Saints responded within minutes when Liam McGovern converted a penalty, but their pack was being dominated by the dominant visitors. Anselmian supporters were grateful when McGovern kicked a magnificent penalty to reduce the deficit to one point on twenty-five minutes, but, in truth, Anselmians did not deserve to be so close. An intricate move by De La Salle was punished with another penalty.
Neat interplay between centres Otutaha and new boy James Preston gave Anselmians brief hope but, in injury time, De La Salle increased their lead when standoff Jay Boyd was quick enough to burst through weak Anselmian tackling to score the visitors’ second try. Again, Wheeler converted from the touchline and, instead of turning around one point down, Saints deserved to be losing 6-14 on the balance of play.
In the dying seconds, second row Niall Cavanagh was sin-binned for an illegal tackle to compound Saints’ misery.
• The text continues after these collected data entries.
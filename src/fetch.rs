//! Data provider: fetches the per-language dataset files over HTTP.
//!
//! Both datasets are requested concurrently (both in flight before either
//! completes) and initialization waits for both. A failure in either fetch is
//! caught and logged, and leaves the data store empty — every renderer then
//! degrades to a no-op instead of the page failing hard. There is no retry.

use crate::config::Config;
use crate::dataset::Dataset;
use crate::i18n::Language;
use crate::store::DataStore;
use thiserror::Error;
use tracing::{info, warn};

#[derive(Debug, Error)]
pub enum FetchError {
    #[error("request for {url} failed: {source}")]
    Request {
        url: String,
        source: reqwest::Error,
    },

    #[error("request for {url} returned status {status}")]
    Status {
        url: String,
        status: reqwest::StatusCode,
    },

    #[error("dataset at {url} is not valid JSON: {source}")]
    Parse {
        url: String,
        source: serde_json::Error,
    },
}

/// Fetch and parse a single dataset.
pub async fn fetch_dataset(
    client: &reqwest::Client,
    url: &str,
) -> Result<Dataset, FetchError> {
    let response = client
        .get(url)
        .send()
        .await
        .map_err(|source| FetchError::Request {
            url: url.to_string(),
            source,
        })?;

    let status = response.status();
    if !status.is_success() {
        return Err(FetchError::Status {
            url: url.to_string(),
            status,
        });
    }

    let body = response
        .text()
        .await
        .map_err(|source| FetchError::Request {
            url: url.to_string(),
            source,
        })?;

    Dataset::from_json_str(&body).map_err(|source| FetchError::Parse {
        url: url.to_string(),
        source,
    })
}

/// Fetch every enabled language's dataset concurrently.
///
/// Returns a fully populated store, or an empty one if anything failed.
pub async fn load_datasets(config: &Config) -> DataStore {
    let languages = Language::enabled();
    info!("Fetching {} datasets from {}", languages.len(), config.data_base_url);

    let client = match reqwest::Client::builder()
        .timeout(std::time::Duration::from_secs(config.fetch_timeout_secs))
        .build()
    {
        Ok(client) => client,
        Err(e) => {
            warn!("Failed to build HTTP client: {}", e);
            return DataStore::new();
        }
    };

    let urls: Vec<String> = languages
        .iter()
        .map(|lang| config.dataset_url(lang.code()))
        .collect();

    // All requests go out before any completes
    let results =
        futures::future::join_all(urls.iter().map(|url| fetch_dataset(&client, url))).await;

    let mut store = DataStore::new();
    let mut failures = 0;
    for (lang, result) in languages.iter().zip(results) {
        match result {
            Ok(dataset) => {
                info!("✓ {} dataset loaded", lang.code());
                store.insert(*lang, dataset);
            }
            Err(e) => {
                failures += 1;
                warn!("✗ {} dataset failed: {}", lang.code(), e);
            }
        }
    }

    if failures > 0 {
        warn!(
            "{} of {} dataset fetches failed; starting with an empty data store",
            failures,
            languages.len()
        );
        return DataStore::new();
    }

    info!("Loaded {} datasets", store.len());
    store
}
use anyhow::{Context, Result};

#[derive(Debug, Clone)]
pub struct Config {
    // Data provider
    pub data_base_url: String,

    // Language
    pub default_language: String,

    // Fetch behavior
    pub fetch_timeout_secs: u64,
}

impl Config {
    pub fn from_env() -> Result<Self> {
        Ok(Self {
            // Base URL the two dataset files are served under,
            // e.g. http://localhost:8000 for data/en.json and data/zh.json
            data_base_url: std::env::var("DATA_BASE_URL")
                .context("DATA_BASE_URL not set")?,

            // Language
            default_language: std::env::var("DEFAULT_LANGUAGE")
                .unwrap_or_else(|_| "en".to_string()),

            // Fetch behavior
            fetch_timeout_secs: std::env::var("FETCH_TIMEOUT_SECS")
                .ok()
                .and_then(|v| v.parse().ok())
                .unwrap_or(10),
        })
    }

    /// Relative path of a language's dataset under the base URL.
    pub fn dataset_path(lang_code: &str) -> String {
        format!("data/{}.json", lang_code)
    }

    /// Full URL of a language's dataset.
    pub fn dataset_url(&self, lang_code: &str) -> String {
        format!(
            "{}/{}",
            self.data_base_url.trim_end_matches('/'),
            Self::dataset_path(lang_code)
        )
    }
}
At Bolton the previous week, Saints had been efficient in the first half but profligate in the second. Supporters at half-time gave Saints little chance of maintaining their unbeaten home record.
De La Salle extended their lead with a long-distance kick by Wheeler within five minutes of the restart and, when Wheeler was offered an easier kick, home supporters feared it was not Anselmians’ day. Wheeler missed the simple kick, but made amends when Saints were penalised just before the hour to extend the away side’s lead to 6-20. There was no lack of determination in Anselmians’ approach and, but for the solid defence of James Otutaha, they were simply being outplayed.
Anselmians then woke up and Della obliged by conceding a series of penalties. Sadler, at scrumhalf, was desperately trying to initiate counter attacks but was hindered by the referee’s insistence on making notes. Steve Brooks, the Anselmian prop, crossed the line but was held up, but this inspired an Anselmian revival for the last twenty minutes. A promising move from yet another penalty conceded by De La Salle saw first Scott Southwell, then Otutaha, go close before veteran Kellum Friday crashed over. A fine conversion by McGovern meant that, with ten minutes remaining, Saints were within one score of levelling the contest.
De La Salle kept conceding penalties and, from another set piece, relentless waves of Anselmian attacks were repulsed by defiance by the visitors until Saints managed to slip the ball to winger, Adam Bramhall, who crossed on the right. Unfortunately, McGovern’s conversion missed and, approaching stoppage time, Anselmians trailed by two points.
De La Salle survived the last five fraught minutes to emerge victors and Anselmians will rue their anaemic first half and their lost unbeaten home record. The losing bonus point can be scant consolation.